Scenes From Sunnylea

Royal York Subway Station has never been a destination for me. For a Heritage Toronto walk of Post-War Etobicoke, however, I make it so.

Toronto west of the Humber River fails in my mental map of the city, which is the reason I elected to trek cross-town to hear about Sunnylea, the area south of Bloor near Royal York. It’s also a relatively recent yet important history, one that perhaps gets overlooked because it wasn’t so long ago in the grand view of things. It’s maybe a bit closer to home in my own story, having grown up in a post-war borough myself.

Our tour leader, Don Waterfall, opens with a contextual stat about the great suburban migration: in 1941, the total population of Etobicoke was 19,000; in 1951, it was 54,000; in 1956: 100,000; and in 1961, it was 155,000. The migrants were primarily young Anglo-Saxon couples, white-collar, Protestant, with one or children. Yep, that’s a nuclear family, ain’t it? As you hope a neighbourhood would do, housing and services sprang up in Sunnylea to cater to the new demographic.
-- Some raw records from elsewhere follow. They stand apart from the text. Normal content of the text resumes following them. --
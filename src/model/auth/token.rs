use std::marker::PhantomData;

use chrono::{serde::ts_seconds, DateTime, Utc};
use jsonwebtoken::{DecodingKey, EncodingKey, Header, TokenData, Validation};
use rocket::{
    http::{Cookie, SameSite, Status},
    outcome::{try_outcome, IntoOutcome},
    request::{FromRequest, Outcome},
    time::Duration,
    Request, State,
};
use serde::{Deserialize, Serialize};

use crate::config::Config;
use crate::error::Error;
use crate::model::{
    admin::Admin,
    auth::user::{Capability, Rights, User},
    mongodb::{Coll, Id},
    voter::Voter,
};

pub const AUTH_TOKEN_COOKIE: &str = "auth_token";

/// An authentication token representing a specific user with specific rights.
/// This is the boundary to the external authentication/role-claim provider:
/// anything signed with our `jwt_secret` is trusted, wherever it was minted.
#[derive(Serialize, Deserialize)]
pub struct AuthToken<U> {
    pub id: Id,
    #[serde(rename = "rgt")]
    pub rights: Rights,
    #[serde(skip)]
    phantom: PhantomData<U>,
}

impl<U> AuthToken<U> {
    /// Require a capability, failing with a typed permission error.
    pub fn require(&self, capability: Capability) -> Result<(), Error> {
        if self.rights.permits(capability) {
            Ok(())
        } else {
            Err(Error::Permission(format!(
                "{} rights do not permit {:?}",
                self.rights, capability
            )))
        }
    }
}

impl<U> AuthToken<U>
where
    U: User,
{
    /// Create a new [`AuthToken`] for the given user, carrying that user's
    /// actual rights.
    pub fn new(user: &U) -> Self {
        Self {
            id: user.id(),
            rights: user.rights(),
            phantom: PhantomData,
        }
    }

    #[allow(clippy::missing_panics_doc)]
    /// Serialize this token into a cookie.
    pub fn into_cookie(self, config: &Config) -> Cookie<'static> {
        let claims = Claims {
            token: self,
            expire_at: Utc::now() + config.auth_ttl(),
        };

        let token = jsonwebtoken::encode(
            &Header::default(),
            &claims,
            &EncodingKey::from_secret(config.jwt_secret()),
        )
        .expect("JWT encoding is infallible with default settings");

        Cookie::build(AUTH_TOKEN_COOKIE, token)
            .max_age(Duration::seconds(config.auth_ttl().num_seconds()))
            .http_only(true)
            .same_site(SameSite::Strict)
            .finish()
    }

    /// Deserialize a token from a cookie.
    pub fn from_cookie(cookie: &Cookie<'static>, config: &Config) -> Result<Self, Error> {
        let token = jsonwebtoken::decode(
            cookie.value(),
            &DecodingKey::from_secret(config.jwt_secret()),
            &Validation::default(),
        )
        .map(|claims: TokenData<Claims<U>>| claims.claims.token)?;
        Ok(token)
    }
}

/// Cookie claims: the token itself plus an expiry datetime.
#[derive(Serialize, Deserialize)]
struct Claims<U> {
    #[serde(flatten, bound = "")]
    token: AuthToken<U>,
    #[serde(rename = "exp", with = "ts_seconds")]
    expire_at: DateTime<Utc>,
}

#[rocket::async_trait]
impl<'r, U> FromRequest<'r> for AuthToken<U>
where
    U: User + Send,
{
    type Error = Error;

    /// Get an [`AuthToken`] from the cookie and verify that its rights cover
    /// this user type.
    async fn from_request(req: &'r Request<'_>) -> Outcome<Self, Self::Error> {
        // Unwrap is safe as `Config` is always managed.
        let config = req.guard::<&State<Config>>().await.unwrap();

        // Forward to any routes that do not require an authentication token.
        let cookie = try_outcome!(req.cookies().get(AUTH_TOKEN_COOKIE).or_forward(()));

        // Decode the token.
        let token: Self = try_outcome!(Self::from_cookie(cookie, config).or_forward(()));

        // Check it represents sufficient rights.
        if !token.rights.covers(U::REQUIRED) {
            return Outcome::Forward(());
        }

        // Check the user actually exists.
        let db = req.guard::<&State<mongodb::Database>>().await.unwrap();
        match token.rights {
            Rights::Voter => {
                let voter = Coll::<Voter>::from_db(db)
                    .find_one(token.id.as_doc(), None)
                    .await;
                match voter {
                    Ok(Some(_)) => Outcome::Success(token),
                    Ok(None) => Outcome::Forward(()),
                    Err(e) => Outcome::Failure((Status::InternalServerError, e.into())),
                }
            }
            Rights::Admin | Rights::SuperAdmin => {
                let admin = Coll::<Admin>::from_db(db)
                    .find_one(token.id.as_doc(), None)
                    .await;
                match admin {
                    Ok(Some(_)) => Outcome::Success(token),
                    Ok(None) => Outcome::Forward(()),
                    Err(e) => Outcome::Failure((Status::InternalServerError, e.into())),
                }
            }
        }
    }
}
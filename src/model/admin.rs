use std::ops::{Deref, DerefMut};

use argon2::Config as Argon2Config;
use mongodb::error::Error as DbError;
use rand::Rng;
use serde::{Deserialize, Serialize};

use crate::model::{auth::Rights, mongodb::{Coll, Id}};

pub const DEFAULT_SUPERADMIN_USERNAME: &str = "superadmin";
/// Password of the bootstrap superadmin. Deployment is expected to log in
/// and replace it immediately.
pub const DEFAULT_SUPERADMIN_PASSWORD: &str = "superadmin";

/// Core admin user data, as stored in the database.
#[derive(Debug, PartialEq, Eq, Serialize, Deserialize)]
pub struct AdminCore {
    pub username: String,
    pub password_hash: String,
    pub rights: Rights,
}

impl AdminCore {
    /// Check whether the given password is correct. `into_admin` only ever
    /// stores well-formed hashes, but records also arrive by deserialization,
    /// so a malformed hash simply fails to verify.
    pub fn verify_password<T: AsRef<[u8]>>(&self, password: T) -> bool {
        argon2::verify_encoded(&self.password_hash, password.as_ref()).unwrap_or(false)
    }
}

/// Raw admin credentials, received from a user. These are never stored
/// directly, since the password is in plaintext.
#[derive(Clone, Deserialize, Serialize)]
pub struct AdminCredentials {
    pub username: String,
    pub password: String,
}

impl AdminCredentials {
    /// Hash into a storable admin record with the given rights.
    /// Fails on empty username or password.
    pub fn into_admin(self, rights: Rights) -> Option<AdminCore> {
        if self.username.is_empty() || self.password.is_empty() {
            return None;
        }
        // 16 bytes of salt is the recommendation for argon2.
        let mut salt = [0_u8; 16];
        rand::thread_rng().fill(&mut salt);
        let password_hash =
            argon2::hash_encoded(self.password.as_bytes(), &salt, &Argon2Config::default())
                .expect("the default argon2 config is valid");
        Some(AdminCore {
            username: self.username,
            password_hash,
            rights,
        })
    }
}

/// An admin user from the database, with its unique ID.
#[derive(Debug, Serialize, Deserialize)]
pub struct Admin {
    #[serde(rename = "_id")]
    pub id: Id,
    #[serde(flatten)]
    pub admin: AdminCore,
}

impl Deref for Admin {
    type Target = AdminCore;

    fn deref(&self) -> &Self::Target {
        &self.admin
    }
}

impl DerefMut for Admin {
    fn deref_mut(&mut self) -> &mut Self::Target {
        &mut self.admin
    }
}

/// Ensure there is at least one administrator, inserting the bootstrap
/// superadmin into an empty collection.
pub async fn ensure_admin_exists(admins: &Coll<AdminCore>) -> Result<(), DbError> {
    let count = admins.count_documents(None, None).await?;
    if count == 0 {
        warn!("No admin users found, creating default superadmin; change its password now");
        let default = AdminCredentials {
            username: DEFAULT_SUPERADMIN_USERNAME.to_string(),
            password: DEFAULT_SUPERADMIN_PASSWORD.to_string(),
        }
        .into_admin(Rights::SuperAdmin)
        .expect("default credentials are non-empty");
        admins.insert_one(default, None).await?;
    }
    Ok(())
}

#[cfg(test)]
mod tests {
    use super::*;

    #[test]
    fn password_hash_verifies() {
        let admin = AdminCredentials {
            username: "coordinator".to_string(),
            password: "hunter2".to_string(),
        }
        .into_admin(Rights::Admin)
        .unwrap();

        assert!(admin.verify_password("hunter2"));
        assert!(!admin.verify_password("hunter3"));
        assert_eq!(admin.rights, Rights::Admin);
    }

    #[test]
    fn malformed_stored_hash_fails_verification() {
        let admin = AdminCore {
            username: "coordinator".to_string(),
            password_hash: "not an argon2 hash".to_string(),
            rights: Rights::Admin,
        };
        assert!(!admin.verify_password("hunter2"));
    }

    #[test]
    fn empty_credentials_are_rejected() {
        let no_user = AdminCredentials {
            username: "".to_string(),
            password: "pw".to_string(),
        };
        assert!(no_user.into_admin(Rights::Admin).is_none());

        let no_pass = AdminCredentials {
            username: "user".to_string(),
            password: "".to_string(),
        };
        assert!(no_pass.into_admin(Rights::Admin).is_none());
    }
}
We start our own migration down the Kingsway BIA shopping strip. The heritage walk is about the emergence of this suburb, but the shops – or the buildings they’re housed in, anyways – are akin to the structures that line Bloor in the old city of Toronto. They look to me to be from the 1920s and 30s, which our guide confirms. Clearly there was some settlement in this area pre-WWII, because if it wasn’t Sunnylea itself, the Kingsway shops were servicing some other community. A short distance away, the Kingsway Theatre has existed among them since 1939.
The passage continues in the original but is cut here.